For this question, Bayes’s theorem takes the following inputs:
- x: Initial estimate of how likely it is the Orioles will finish at .500 or above. Of the 60 full seasons examined, the O’s achieved this mark in 33 of them. So this is 33/60 or 0.55.
- y: Probability of the Orioles being at or above .500 on July 1 if we know that they will end up finishing that way. Of the 33 winning seasons, they were at or above .500 on July 1 in 30 seasons. 30/33 = 0.91.
An aside: of course, on July 1 we can’t fully know how the O’s will finish the season, so this is a guess, but you can see how it’s an educated one — based on prior O’s teams and not the alignment of the stars, the steadiness of Buck Showalter’s gaze, the “gut feel” of an announcer, or something else subjective.
- z: Probability of the Orioles being at or above .500 on July 1 if we know that they will end up finishing under .500. It turns out this happened twice; in 2005 and 2008, the team was at or above .500 on July 1 but finished with a losing record. 2/27 = 0.07. 27 is the denominator here because we are looking at losing seasons, not winning ones.
This number indicates that, as I suspected, being at or over .500 on July 1 is not perfectly predictive of whether the team will finish that way. If we had simply observed how many times the O’s were at or above .500 and stayed that way, we would be working with incomplete information.
Same caveat as above about how we can’t ever know this for a fact, so we use history to guess. Except this time, we are guessing how likely it is that a winning season is not caused by the team’s record on July 1.
- x = 0.55
- y = 0.91
- z = 0.07
Plugging in the numbers, we get 0.94. So we estimate that the vast, vast majority of the time, if the O’s are above .500 on July 1, they will finish the season that way. Good to know, but what if the O’s are under .500 on July 1? This is a separate, but obviously related, question.

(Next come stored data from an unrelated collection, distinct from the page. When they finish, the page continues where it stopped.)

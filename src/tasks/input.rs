//! Input tasks: keypad scanner and motion poller.
//!
//! Both only produce.  Bus or GPIO hiccups during a scan are logged and
//! the next scan tries again; a failed sensor init halts the motion task
//! and leaves the rest of the firmware running.

use std::sync::Arc;

use embedded_hal::delay::DelayNs;
use embedded_hal::digital::{InputPin, OutputPin};
use embedded_hal::i2c::I2c;
use log::{info, warn};

use crate::app::events::MotionEvent;
use crate::app::motion::{DETECTION_HOLDOFF_MS, MotionDetector, Sensitivity};
use crate::channels::{Channels, send_or_drop};
use crate::drivers::bus::SharedBus;
use crate::drivers::keypad::Keypad;
use crate::drivers::mpu6050::Mpu6050;
use crate::error::Result;

pub const KEYPAD_SCAN_INTERVAL_MS: u32 = 20;
/// Matches the sensor's ~50 Hz output rate.
pub const MOTION_SAMPLE_INTERVAL_MS: u32 = 20;

// ───────────────────────────────────────────────────────────────
// Keypad
// ───────────────────────────────────────────────────────────────

/// One scan.  Returns `true` if a key was queued.
pub fn keypad_step<R: OutputPin, C: InputPin>(
    keypad: &mut Keypad<R, C>,
    delay: &mut impl DelayNs,
    channels: &Channels,
) -> bool {
    match keypad.poll(delay) {
        Ok(Some(key)) => send_or_drop(&channels.key, key, "key"),
        Ok(None) => false,
        Err(e) => {
            warn!("Keypad: scan failed ({})", e);
            false
        }
    }
}

pub fn run_keypad<R: OutputPin, C: InputPin>(
    mut keypad: Keypad<R, C>,
    mut delay: impl DelayNs,
    channels: &Channels,
) -> Result<()> {
    info!("Keypad: scanning every {} ms", KEYPAD_SCAN_INTERVAL_MS);
    loop {
        keypad_step(&mut keypad, &mut delay, channels);
        delay.delay_ms(KEYPAD_SCAN_INTERVAL_MS);
    }
}

// ───────────────────────────────────────────────────────────────
// Motion
// ───────────────────────────────────────────────────────────────

pub struct MotionPoller<B> {
    sensor: Mpu6050<B>,
    detector: MotionDetector,
    sensitivity: Arc<Sensitivity>,
}

impl<B: I2c> MotionPoller<B> {
    /// Bring up the sensor.  An error here is fatal for the motion task.
    pub fn init(
        bus: Arc<SharedBus<B>>,
        sensitivity: Arc<Sensitivity>,
        delay: &mut impl DelayNs,
    ) -> Result<Self> {
        let sensor = Mpu6050::init(bus, delay)?;
        Ok(Self {
            sensor,
            detector: MotionDetector::new(),
            sensitivity,
        })
    }

    /// Read one sample against the current threshold and queue any
    /// confirmed movement.
    pub fn step(&mut self, channels: &Channels) -> Option<MotionEvent> {
        let sample = match self.sensor.read() {
            Ok(s) => s,
            Err(e) => {
                warn!("Motion: read failed ({})", e);
                return None;
            }
        };
        let event = self.detector.feed(sample, self.sensitivity.get())?;
        info!("Motion: movement detected ({:.2} g)", event.magnitude_g);
        send_or_drop(&channels.motion, event, "motion");
        Some(event)
    }

    pub fn run(mut self, mut delay: impl DelayNs, channels: &Channels) -> Result<()> {
        loop {
            let wait = match self.step(channels) {
                Some(_) => DETECTION_HOLDOFF_MS,
                None => MOTION_SAMPLE_INTERVAL_MS,
            };
            delay.delay_ms(wait);
        }
    }
}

If the O’s are under .500 on July 1, how likely is it they’ll finish that way?
Let’s define our terms again:
- x: Initial estimate of how likely it is the O’s will finish under .500. This is the inverse of the previous prior, so 27/60 or 0.45.

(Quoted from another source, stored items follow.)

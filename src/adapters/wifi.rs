//! WiFi station-mode adapter.
//!
//! ## cfg gating
//!
//! - **`target_os = "espidf"`**: ESP-IDF driver via `esp_idf_svc::wifi`.
//! - **all other targets**: a simulated link for host-side tests.
//!
//! ## Reconnection policy
//!
//! When the AP drops, [`WifiStation::poll`] retries with an exponential
//! backoff (2 s → 4 s → 8 s … capped at 60 s).  The MQTT client notices
//! the outage on its own and reports it as a link event.

use core::fmt;
use core::time::Duration;

use heapless::String;
use log::{info, warn};

use super::utils::is_printable_ascii;

#[cfg(target_os = "espidf")]
use esp_idf_svc::{
    eventloop::EspSystemEventLoop,
    hal::modem::Modem,
    nvs::EspDefaultNvsPartition,
    sys::EspError,
    wifi::{AuthMethod, BlockingWifi, ClientConfiguration, Configuration, EspWifi},
};

#[derive(Debug, Clone, Copy, PartialEq, Eq)]
pub enum ConnectivityError {
    InvalidSsid,
    InvalidPassword,
    /// The driver rejected the configuration or failed to start.
    DriverInit,
    ConnectionFailed,
}

impl fmt::Display for ConnectivityError {
    fn fmt(&self, f: &mut fmt::Formatter<'_>) -> fmt::Result {
        match self {
            Self::InvalidSsid => write!(f, "SSID invalid (must be 1-32 printable ASCII bytes)"),
            Self::InvalidPassword => {
                write!(f, "password invalid (must be 8-64 bytes for WPA2, or empty for open)")
            }
            Self::DriverInit => write!(f, "WiFi driver init failed"),
            Self::ConnectionFailed => write!(f, "WiFi connection failed"),
        }
    }
}

impl std::error::Error for ConnectivityError {}

// ───────────────────────────────────────────────────────────────
// Credentials
// ───────────────────────────────────────────────────────────────

fn validate_ssid(ssid: &str) -> Result<(), ConnectivityError> {
    if ssid.is_empty() || ssid.len() > 32 || !is_printable_ascii(ssid) {
        return Err(ConnectivityError::InvalidSsid);
    }
    Ok(())
}

fn validate_password(password: &str) -> Result<(), ConnectivityError> {
    if password.is_empty() {
        return Ok(());
    }
    if password.len() < 8 || password.len() > 64 {
        return Err(ConnectivityError::InvalidPassword);
    }
    Ok(())
}

/// Validated station credentials.  An empty password selects an open
/// network.
#[derive(Clone, PartialEq, Eq)]
pub struct WifiCredentials {
    ssid: String<32>,
    password: String<64>,
}

impl WifiCredentials {
    pub fn new(ssid: &str, password: &str) -> Result<Self, ConnectivityError> {
        validate_ssid(ssid)?;
        validate_password(password)?;
        let mut creds = Self {
            ssid: String::new(),
            password: String::new(),
        };
        creds.ssid.push_str(ssid).map_err(|_| ConnectivityError::InvalidSsid)?;
        creds
            .password
            .push_str(password)
            .map_err(|_| ConnectivityError::InvalidPassword)?;
        Ok(creds)
    }

    pub fn ssid(&self) -> &str {
        &self.ssid
    }

    pub fn is_open(&self) -> bool {
        self.password.is_empty()
    }
}

impl fmt::Debug for WifiCredentials {
    fn fmt(&self, f: &mut fmt::Formatter<'_>) -> fmt::Result {
        f.debug_struct("WifiCredentials")
            .field("ssid", &self.ssid)
            .field("password", &"<redacted>")
            .finish()
    }
}

// ───────────────────────────────────────────────────────────────
// Backoff
// ───────────────────────────────────────────────────────────────

const INITIAL_BACKOFF_SECS: u32 = 2;
const MAX_BACKOFF_SECS: u32 = 60;

/// Doubling retry delay, capped at [`MAX_BACKOFF_SECS`].
#[derive(Debug, Clone, Copy, PartialEq, Eq)]
pub struct Backoff {
    secs: u32,
}

impl Default for Backoff {
    fn default() -> Self {
        Self {
            secs: INITIAL_BACKOFF_SECS,
        }
    }
}

impl Backoff {
    /// Current delay; the following call returns twice as much.
    pub fn next_delay(&mut self) -> Duration {
        let current = self.secs;
        self.secs = (self.secs * 2).min(MAX_BACKOFF_SECS);
        Duration::from_secs(u64::from(current))
    }

    pub fn reset(&mut self) {
        self.secs = INITIAL_BACKOFF_SECS;
    }
}

// ───────────────────────────────────────────────────────────────
// Station
// ───────────────────────────────────────────────────────────────

/// Interval between link checks while associated.
pub const LINK_CHECK_INTERVAL: Duration = Duration::from_secs(1);

#[derive(Debug, Clone, Copy, PartialEq, Eq)]
pub enum WifiState {
    Disconnected,
    Connected,
    Reconnecting { attempt: u32 },
}

pub struct WifiStation {
    state: WifiState,
    backoff: Backoff,
    ssid: String<32>,
    #[cfg(target_os = "espidf")]
    wifi: BlockingWifi<EspWifi<'static>>,
    #[cfg(not(target_os = "espidf"))]
    sim: SimLink,
}

#[cfg(not(target_os = "espidf"))]
#[derive(Debug, Default)]
struct SimLink {
    ap_up: bool,
    failures_left: u32,
}

impl WifiStation {
    /// Configure and start the STA driver.  Does not associate yet.
    #[cfg(target_os = "espidf")]
    pub fn new(
        modem: Modem,
        sysloop: EspSystemEventLoop,
        nvs: EspDefaultNvsPartition,
        creds: &WifiCredentials,
    ) -> Result<Self, ConnectivityError> {
        let driver = |e: EspError| {
            warn!("WiFi: driver error ({})", e);
            ConnectivityError::DriverInit
        };
        let esp_wifi = EspWifi::new(modem, sysloop.clone(), Some(nvs)).map_err(driver)?;
        let mut wifi = BlockingWifi::wrap(esp_wifi, sysloop).map_err(driver)?;

        let auth_method = if creds.is_open() {
            AuthMethod::None
        } else {
            AuthMethod::WPA2Personal
        };
        wifi.set_configuration(&Configuration::Client(ClientConfiguration {
            ssid: creds
                .ssid
                .as_str()
                .try_into()
                .map_err(|_| ConnectivityError::InvalidSsid)?,
            password: creds
                .password
                .as_str()
                .try_into()
                .map_err(|_| ConnectivityError::InvalidPassword)?,
            auth_method,
            ..Default::default()
        }))
        .map_err(driver)?;
        wifi.start().map_err(driver)?;
        info!("WiFi: station started for '{}'", creds.ssid);

        Ok(Self {
            state: WifiState::Disconnected,
            backoff: Backoff::default(),
            ssid: creds.ssid.clone(),
            wifi,
        })
    }

    /// Simulated station: the AP is reachable until told otherwise.
    #[cfg(not(target_os = "espidf"))]
    pub fn new(creds: &WifiCredentials) -> Self {
        Self {
            state: WifiState::Disconnected,
            backoff: Backoff::default(),
            ssid: creds.ssid.clone(),
            sim: SimLink {
                ap_up: true,
                failures_left: 0,
            },
        }
    }

    pub fn state(&self) -> WifiState {
        self.state
    }

    /// Associate and wait for an IP address.
    pub fn connect(&mut self) -> Result<(), ConnectivityError> {
        info!("WiFi: connecting to '{}'", self.ssid);
        match self.platform_connect() {
            Ok(()) => {
                self.state = WifiState::Connected;
                self.backoff.reset();
                info!("WiFi: connected");
                Ok(())
            }
            Err(e) => {
                warn!("WiFi: {}", e);
                self.state = WifiState::Reconnecting { attempt: 0 };
                Err(e)
            }
        }
    }

    /// Check the link and retry if it is down.  Returns how long to wait
    /// before the next call.
    pub fn poll(&mut self) -> Duration {
        match self.state {
            WifiState::Connected => {
                if self.platform_is_connected() {
                    return LINK_CHECK_INTERVAL;
                }
                warn!("WiFi: connection lost, entering reconnect");
                self.state = WifiState::Reconnecting { attempt: 0 };
                self.backoff.reset();
                self.backoff.next_delay()
            }
            WifiState::Disconnected => {
                let _ = self.connect();
                self.retry_delay()
            }
            WifiState::Reconnecting { attempt } => {
                info!("WiFi: reconnect attempt {}", attempt + 1);
                if self.platform_connect().is_ok() {
                    self.state = WifiState::Connected;
                    self.backoff.reset();
                    info!("WiFi: reconnected");
                    return LINK_CHECK_INTERVAL;
                }
                self.state = WifiState::Reconnecting { attempt: attempt + 1 };
                self.backoff.next_delay()
            }
        }
    }

    fn retry_delay(&mut self) -> Duration {
        if self.state == WifiState::Connected {
            LINK_CHECK_INTERVAL
        } else {
            self.backoff.next_delay()
        }
    }

    // ── Platform-specific ─────────────────────────────────────

    #[cfg(target_os = "espidf")]
    fn platform_connect(&mut self) -> Result<(), ConnectivityError> {
        let _ = self.wifi.disconnect();
        self.wifi
            .connect()
            .and_then(|()| self.wifi.wait_netif_up())
            .map_err(|e| {
                warn!("WiFi: connect failed ({})", e);
                ConnectivityError::ConnectionFailed
            })
    }

    #[cfg(not(target_os = "espidf"))]
    fn platform_connect(&mut self) -> Result<(), ConnectivityError> {
        if !self.sim.ap_up {
            return Err(ConnectivityError::ConnectionFailed);
        }
        if self.sim.failures_left > 0 {
            self.sim.failures_left -= 1;
            return Err(ConnectivityError::ConnectionFailed);
        }
        Ok(())
    }

    #[cfg(target_os = "espidf")]
    fn platform_is_connected(&self) -> bool {
        self.wifi.is_connected().unwrap_or(false)
    }

    #[cfg(not(target_os = "espidf"))]
    fn platform_is_connected(&self) -> bool {
        self.sim.ap_up
    }

    /// Simulation: take the AP up or down.
    #[cfg(not(target_os = "espidf"))]
    pub fn set_ap_up(&mut self, up: bool) {
        self.sim.ap_up = up;
    }

    /// Simulation: fail the next `n` association attempts.
    #[cfg(not(target_os = "espidf"))]
    pub fn fail_next_connects(&mut self, n: u32) {
        self.sim.failures_left = n;
    }
}

#[cfg(all(test, not(target_os = "espidf")))]
mod tests {
    use super::*;

    fn creds() -> WifiCredentials {
        WifiCredentials::new("SafeNet", "password1").unwrap()
    }

    #[test]
    fn rejects_empty_or_unprintable_ssid() {
        assert_eq!(
            WifiCredentials::new("", "password123"),
            Err(ConnectivityError::InvalidSsid)
        );
        assert_eq!(
            WifiCredentials::new("bad\nnet", "password123"),
            Err(ConnectivityError::InvalidSsid)
        );
    }

    #[test]
    fn rejects_short_password() {
        assert_eq!(
            WifiCredentials::new("MyNet", "short"),
            Err(ConnectivityError::InvalidPassword)
        );
    }

    #[test]
    fn accepts_open_network() {
        assert!(WifiCredentials::new("OpenCafe", "").unwrap().is_open());
    }

    #[test]
    fn debug_redacts_password() {
        let text = format!("{:?}", creds());
        assert!(text.contains("SafeNet"));
        assert!(!text.contains("password1"));
    }

    #[test]
    fn backoff_doubles_to_cap() {
        let mut b = Backoff::default();
        let secs: Vec<u64> = (0..7).map(|_| b.next_delay().as_secs()).collect();
        assert_eq!(secs, [2, 4, 8, 16, 32, 60, 60]);
        b.reset();
        assert_eq!(b.next_delay().as_secs(), 2);
    }

    #[test]
    fn connect_then_steady_poll() {
        let mut sta = WifiStation::new(&creds());
        sta.connect().unwrap();
        assert_eq!(sta.state(), WifiState::Connected);
        assert_eq!(sta.poll(), LINK_CHECK_INTERVAL);
    }

    #[test]
    fn lost_ap_backs_off_then_recovers() {
        let mut sta = WifiStation::new(&creds());
        sta.connect().unwrap();

        sta.set_ap_up(false);
        assert_eq!(sta.poll(), Duration::from_secs(2));
        assert_eq!(sta.state(), WifiState::Reconnecting { attempt: 0 });
        assert_eq!(sta.poll(), Duration::from_secs(4));
        assert_eq!(sta.state(), WifiState::Reconnecting { attempt: 1 });

        sta.set_ap_up(true);
        assert_eq!(sta.poll(), LINK_CHECK_INTERVAL);
        assert_eq!(sta.state(), WifiState::Connected);
    }

    #[test]
    fn failed_first_connect_retries_from_poll() {
        let mut sta = WifiStation::new(&creds());
        sta.fail_next_connects(1);
        assert_eq!(sta.connect(), Err(ConnectivityError::ConnectionFailed));
        assert_eq!(sta.poll(), LINK_CHECK_INTERVAL);
        assert_eq!(sta.state(), WifiState::Connected);
    }
}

- y: Probability of the O’s being under .500 on July 1 if we know (think, really) that they will finish that way. Of their 27 losing seasons, the O’s were under .500 on July 1 for 22 of them. 22/27 = 0.81.
- z: Probability of the O’s being under .500 on July 1 if we know that they will finish the season above .500. Sadly the data shows that this is extremely rare. Only in three seasons (1957, 1975, and 1976) did the O’s improve from under .500 on July 1 to a winning record. 3/33 = 0.09.
- x = 0.45
- y = 0.81
- z = 0.09
Bayes’s theorem returns 0.88, saying there is an 88% chance that, if the O’s are under .500 on July 1, they will finish under .500 for the season.
Discussing the Results
Intuitively, the results make sense. As each question shows, the O’s have roughly a 50/50 chance of finishing with a winning record. (Their run of success from ’69 to ’85 was mostly wiped out by the era of futility from ’98 to ’11.) Each question also demonstrates strong evidence that whether or not the O’s are above .500 on July 1 is the way they’ll finish the season. Finally, each question demonstrates very weak evidence that the O’s will reverse the position they have on July 1. (I believe this is also why each question’s answer is very close to its component y variable.)

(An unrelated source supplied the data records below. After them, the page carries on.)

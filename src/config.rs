//! System configuration parameters
//!
//! All tunable parameters for the smart safe.
//! Values can be overridden via NVS (non-volatile storage).

use core::fmt::Write;

use heapless::String;
use serde::{Deserialize, Serialize};

/// Longest topic we build: prefix + '/' + device id + "/telemetry".
pub type Topic = String<80>;

/// Core system configuration
#[derive(Debug, Clone, PartialEq, Serialize, Deserialize)]
pub struct SystemConfig {
    // --- Identity / link ---
    /// Device identifier, second topic segment
    pub device_id: String<32>,
    /// Topic namespace root
    pub topic_prefix: String<32>,
    /// MQTT broker URI
    pub broker_uri: String<96>,

    // --- Access control ---
    /// PIN used when NVS holds none
    pub default_pin: String<7>,
    /// Wrong attempts while Locked before the alarm trips
    pub max_wrong_attempts: u8,

    // --- Tamper sensing ---
    /// Initial accelerometer magnitude threshold (raw LSB, ±2g range)
    pub movement_threshold: i32,

    // --- Output rendering ---
    /// Lifetime of transient display messages (milliseconds)
    pub message_duration_ms: u32,
    /// LED half-period while in Alarm (milliseconds)
    pub alarm_flash_interval_ms: u32,

    // --- Telemetry delivery ---
    /// A pending entry older than this is republished (milliseconds)
    pub ack_timeout_ms: u32,
    /// Period of the pending-entry sweep (milliseconds)
    pub sweep_interval_ms: u32,
    /// Spacing between backlog republishes after reconnect (milliseconds)
    pub flush_spacing_ms: u32,

    // --- Timing ---
    /// Control loop idle wait (milliseconds)
    pub control_poll_ms: u32,
    /// Task watchdog deadline (milliseconds)
    pub watchdog_timeout_ms: u32,
}

impl Default for SystemConfig {
    fn default() -> Self {
        Self {
            device_id: fixed("smartsafe01"),
            topic_prefix: fixed("smartsafe"),
            broker_uri: fixed("mqtt://localhost:1883"),

            default_pin: fixed("1234"),
            max_wrong_attempts: 3,

            movement_threshold: 20_000, // ~1.22 g

            message_duration_ms: 2_000,
            alarm_flash_interval_ms: 500,

            ack_timeout_ms: 10_000,
            sweep_interval_ms: 2_000,
            flush_spacing_ms: 100,

            control_poll_ms: 10,
            watchdog_timeout_ms: 10_000,
        }
    }
}

impl SystemConfig {
    /// `<prefix>/<device_id>/telemetry`
    pub fn telemetry_topic(&self) -> Topic {
        self.topic("telemetry")
    }

    /// `<prefix>/<device_id>/command`
    pub fn command_topic(&self) -> Topic {
        self.topic("command")
    }

    fn topic(&self, leaf: &str) -> Topic {
        let mut t = Topic::new();
        // Capacity covers the maximum prefix and id lengths.
        let _ = write!(t, "{}/{}/{}", self.topic_prefix, self.device_id, leaf);
        t
    }
}

/// Build a fixed-capacity string from a literal, truncating on overflow.
fn fixed<const N: usize>(s: &str) -> String<N> {
    let mut out = String::new();
    for c in s.chars() {
        if out.push(c).is_err() {
            break;
        }
    }
    out
}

So there you have it. If the O’s are above .500 on July 1, it’s safe to say you can get excited! However if they are below .500 on July 1, don’t expect them to turn it around. I don’t know whether or not this is unusual or whether this is true of other baseball teams. Answering that question is certainly possible but will require a lot of work. Along these lines, I hope to have additional Bayesian posts about the O’s (and maybe, eventually, other teams 😉 in due course.